Pelvic Floor Exercises – Regain Control of Your Body


Pelvic Floor Exercises

Regain Control of Your Body Starting Today!

Pelvic floor exercises are often also called Kegel exercises. They are promoted as the starting point for building pelvic floor strength.

I am a strong advocate for including pelvic floor exercises in both your prenatal and postnatal workouts. This why you will find dedicated workouts for each week in my online program.

During pregnancy and after childbirth, your pelvic floor muscles are lengthened and weakened and as a result can cause incontinence.

If you strengthen your pelvic floors then you will be helping to prevent or reduce the severity of incontinence.

pelvic floor muscles

In other words; if you perform pelvic floor exercises correctly they can help to protect you from leaking urine during and also after your baby is born.

Be sure to see how our post-baby recovery and exercise program can help you to restore pelvic floor function.

You will experience many body changes when pregnant and also after childbirth. By strengthening your pelvic floor now you can help reduce or prevent incontinence.

During the postnatal period, you must also include safe diastasis recti exercises to ensure you do not cause further separation.

Where are Your Pelvic Floor Muscles?

The pelvic floor muscles are between your pubic bone at the front and your tailbone at the back. The pelvic floor muscles support the bladder, bowl and uterus.

The openings from your bladder, your bowels and your womb all pass through your pelvic floor. They also maintain bladder and bowel control.

What is Pelvic Floor and How Do I Activate it?

What Do Pelvic Floor Muscles Do?

Pelvic floor muscles provide support to the organs that lie on it.

The sphincters give us conscious control over the bladder and bowel. This is so we can control the release of urine, faeces (poo) and flatus (wind) and allow us to delay emptying until it is convenient.

When the pelvic floor muscles are contracted, the internal organs are lifted and the sphincters tighten the openings of the vagina, anus and urethra. Relaxing the pelvic floor allows passage of urine and faeces.

Pelvic floor muscles are important for sexual function

In men, it is important for erectile function and ejaculation.

In women, voluntary contractions (squeezing) of the pelvic floor contribute to sexual sensation and arousal.

The pelvic floor muscles in women also provide support for the baby during pregnancy and assist in the birthing process. The muscles of the pelvic floor work with the abdominal and back muscles to stabilise and support the spine.
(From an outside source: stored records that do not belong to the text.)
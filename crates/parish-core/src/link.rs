//! Submission links, the token-scoped entry points to the public intake form.
//!
//! A link is created by a reviewer and handed out (printed, emailed, QR-coded).
//! Its token is the only credential a visitor holds, so it is an unguessable
//! random UUID rather than a sequential id. Links are never deleted; they stop
//! accepting submissions when deactivated, expired, or exhausted.

use chrono::{DateTime, Utc};
use serde::{Deserialize, Serialize};
use strum::Display;
use uuid::Uuid;

use crate::{Error, Result};

/// Length of a hyphenated UUID token.
pub const TOKEN_LEN: usize = 36;

/// Generate a fresh, cryptographically random link token.
pub fn generate_token() -> String { Uuid::new_v4().hyphenated().to_string() }

/// The first eight characters of a token, for log lines.
pub fn token_prefix(token: &str) -> &str {
  match token.char_indices().nth(8) {
    Some((idx, _)) => &token[..idx],
    None => token,
  }
}

// ─── Status ──────────────────────────────────────────────────────────────────

/// Why a link does or does not accept submissions, checked in this order:
/// inactive, expired, at limit.
#[derive(Debug, Clone, Copy, PartialEq, Eq, Serialize, Deserialize, Display)]
#[serde(rename_all = "snake_case")]
#[strum(serialize_all = "snake_case")]
pub enum LinkStatus {
  Valid,
  Inactive,
  Expired,
  AtLimit,
}

impl LinkStatus {
  pub fn is_valid(self) -> bool { self == Self::Valid }
}

// ─── Link ────────────────────────────────────────────────────────────────────

#[derive(Debug, Clone, PartialEq, Eq, Serialize, Deserialize)]
pub struct SubmissionLink {
  pub id:               i64,
  pub token:            String,
  /// Identity of the reviewer who created the link.
  pub created_by:       String,
  pub created_at:       DateTime<Utc>,
  /// `None` never expires.
  pub expires_at:       Option<DateTime<Utc>>,
  pub is_active:        bool,
  /// Incremented on every form view.
  pub access_count:     u32,
  pub description:      Option<String>,
  /// `None` accepts an unlimited number of submissions.
  pub max_submissions:  Option<u32>,
  /// Incremented on every accepted submission.
  pub submission_count: u32,
}

impl SubmissionLink {
  pub fn is_expired(&self, now: DateTime<Utc>) -> bool {
    self.expires_at.is_some_and(|at| now > at)
  }

  pub fn has_reached_limit(&self) -> bool {
    self
      .max_submissions
      .is_some_and(|max| self.submission_count >= max)
  }

  pub fn status(&self, now: DateTime<Utc>) -> LinkStatus {
    if !self.is_active {
      LinkStatus::Inactive
    } else if self.is_expired(now) {
      LinkStatus::Expired
    } else if self.has_reached_limit() {
      LinkStatus::AtLimit
    } else {
      LinkStatus::Valid
    }
  }

  pub fn is_valid(&self, now: DateTime<Utc>) -> bool {
    self.status(now).is_valid()
  }

  pub fn record_access(&mut self) -> Result<()> {
    self.access_count = self
      .access_count
      .checked_add(1)
      .ok_or(Error::CounterOverflow(self.id))?;
    Ok(())
  }

  pub fn record_submission(&mut self) -> Result<()> {
    self.submission_count = self
      .submission_count
      .checked_add(1)
      .ok_or(Error::CounterOverflow(self.id))?;
    Ok(())
  }

  /// One-way transition; calling it again is a no-op.
  pub fn deactivate(&mut self) { self.is_active = false; }
}

// ─── NewLink ─────────────────────────────────────────────────────────────────

/// Input to [`crate::store::ParishStore::create_link`]. The token, creation
/// time and counters are assigned by the store.
#[derive(Debug, Clone, Default, Deserialize)]
pub struct NewLink {
  pub created_by:      String,
  pub expires_at:      Option<DateTime<Utc>>,
  pub description:     Option<String>,
  pub max_submissions: Option<u32>,
}

impl NewLink {
  /// Build the persisted form of this link with a fresh token.
  pub fn into_link(self, id: i64, now: DateTime<Utc>) -> SubmissionLink {
    SubmissionLink {
      id,
      token: generate_token(),
      created_by: self.created_by,
      created_at: now,
      expires_at: self.expires_at,
      is_active: true,
      access_count: 0,
      description: self.description,
      max_submissions: self.max_submissions,
      submission_count: 0,
    }
  }
}

#[cfg(test)]
mod tests {
  use chrono::{Duration, TimeZone};

  use super::*;

  fn link() -> SubmissionLink {
    NewLink {
      created_by: "priest@example.org".into(),
      ..NewLink::default()
    }
    .into_link(1, Utc.with_ymd_and_hms(2024, 1, 1, 0, 0, 0).unwrap())
  }

  #[test]
  fn fresh_link_is_valid_with_zeroed_counters() {
    let l = link();
    assert!(l.is_active);
    assert_eq!(l.access_count, 0);
    assert_eq!(l.submission_count, 0);
    assert_eq!(l.token.len(), TOKEN_LEN);
    assert!(l.is_valid(Utc::now()));
  }

  #[test]
  fn tokens_are_unique() {
    assert_ne!(link().token, link().token);
  }

  #[test]
  fn null_expiry_never_expires() {
    let l = link();
    let far = Utc.with_ymd_and_hms(9999, 12, 31, 23, 59, 59).unwrap();
    assert!(!l.is_expired(far));
    assert_eq!(l.status(far), LinkStatus::Valid);
  }

  #[test]
  fn expiry_is_strictly_after() {
    let mut l = link();
    let at = Utc.with_ymd_and_hms(2024, 6, 1, 12, 0, 0).unwrap();
    l.expires_at = Some(at);
    assert!(!l.is_expired(at));
    assert!(l.is_expired(at + Duration::seconds(1)));
    assert_eq!(l.status(at + Duration::seconds(1)), LinkStatus::Expired);
  }

  #[test]
  fn null_cap_never_reaches_limit() {
    let mut l = link();
    l.submission_count = u32::MAX;
    assert!(!l.has_reached_limit());
  }

  #[test]
  fn cap_is_reached_at_equality() {
    let mut l = link();
    l.max_submissions = Some(1);
    assert!(!l.has_reached_limit());
    l.record_submission().unwrap();
    assert!(l.has_reached_limit());
    assert_eq!(l.status(Utc::now()), LinkStatus::AtLimit);
  }

  #[test]
  fn inactive_takes_precedence_over_expired_and_limit() {
    let mut l = link();
    l.max_submissions = Some(0);
    l.expires_at = Some(Utc.with_ymd_and_hms(2000, 1, 1, 0, 0, 0).unwrap());
    assert_eq!(l.status(Utc::now()), LinkStatus::Expired);
    l.deactivate();
    assert_eq!(l.status(Utc::now()), LinkStatus::Inactive);
  }

  #[test]
  fn deactivate_is_idempotent() {
    let mut once = link();
    once.deactivate();
    let mut twice = once.clone();
    twice.deactivate();
    assert_eq!(once, twice);
  }

  #[test]
  fn counters_refuse_to_overflow() {
    let mut l = link();
    l.access_count = u32::MAX;
    assert!(matches!(l.record_access(), Err(Error::CounterOverflow(1))));
    assert_eq!(l.access_count, u32::MAX);
  }

  #[test]
  fn token_prefix_is_eight_chars() {
    assert_eq!(token_prefix("0123456789abcdef"), "01234567");
    assert_eq!(token_prefix("abc"), "abc");
  }
}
How to Perform Kegel Exercises

Some exercises place more stress on the pelvic floor than others.

It is essential that you discuss any concerns with your pelvic floor with your doctor prior to commencing exercise to ensure that all exercises and activities are appropriate for you.

When you perform pelvic floor exercises you must pay attention to using the correct technique to ensure maximum benefit.

Why are Pelvic Floor Exercises Important Later in Life?

Often later on in life, after menopause, a weak pelvic floor can lead to prolapse which is where the pelvic organs move down and push against the walls of the vagina.

The good news is that by performing exercises now to protect your pelvic floor you can reduce the possibility of this occurring.

When you perform Kegel exercises you must pay attention to using the correct technique to ensure maximum benefit.

Pelvic Floor Exercises with Kerryn

Watch this video as I show you how to correctly perform pelvic floor exercises.

Symptoms of Pelvic Floor Problems

1. Losing control of their bowel.

2. Accidentally leaking urine when you exercise, play sport, laugh, cough or sneeze.

3. Leaking urine when you cough or sneeze.

4. Accidentally leaking urine when you are being active or playing sport.

5. Pain in the pelvic area.

6. Constantly going to the toilet.

7. Finding it difficult to empty their bladder or bowel.

8. Accidentally passing wind.

9. Painful sex.

10. Poor sensation or leaking during sex.

11. A prolapse.


Learning how to correctly do your pelvic floor exercises can be a challenge. But once you know how to do them, they can be done anywhere without someone knowing.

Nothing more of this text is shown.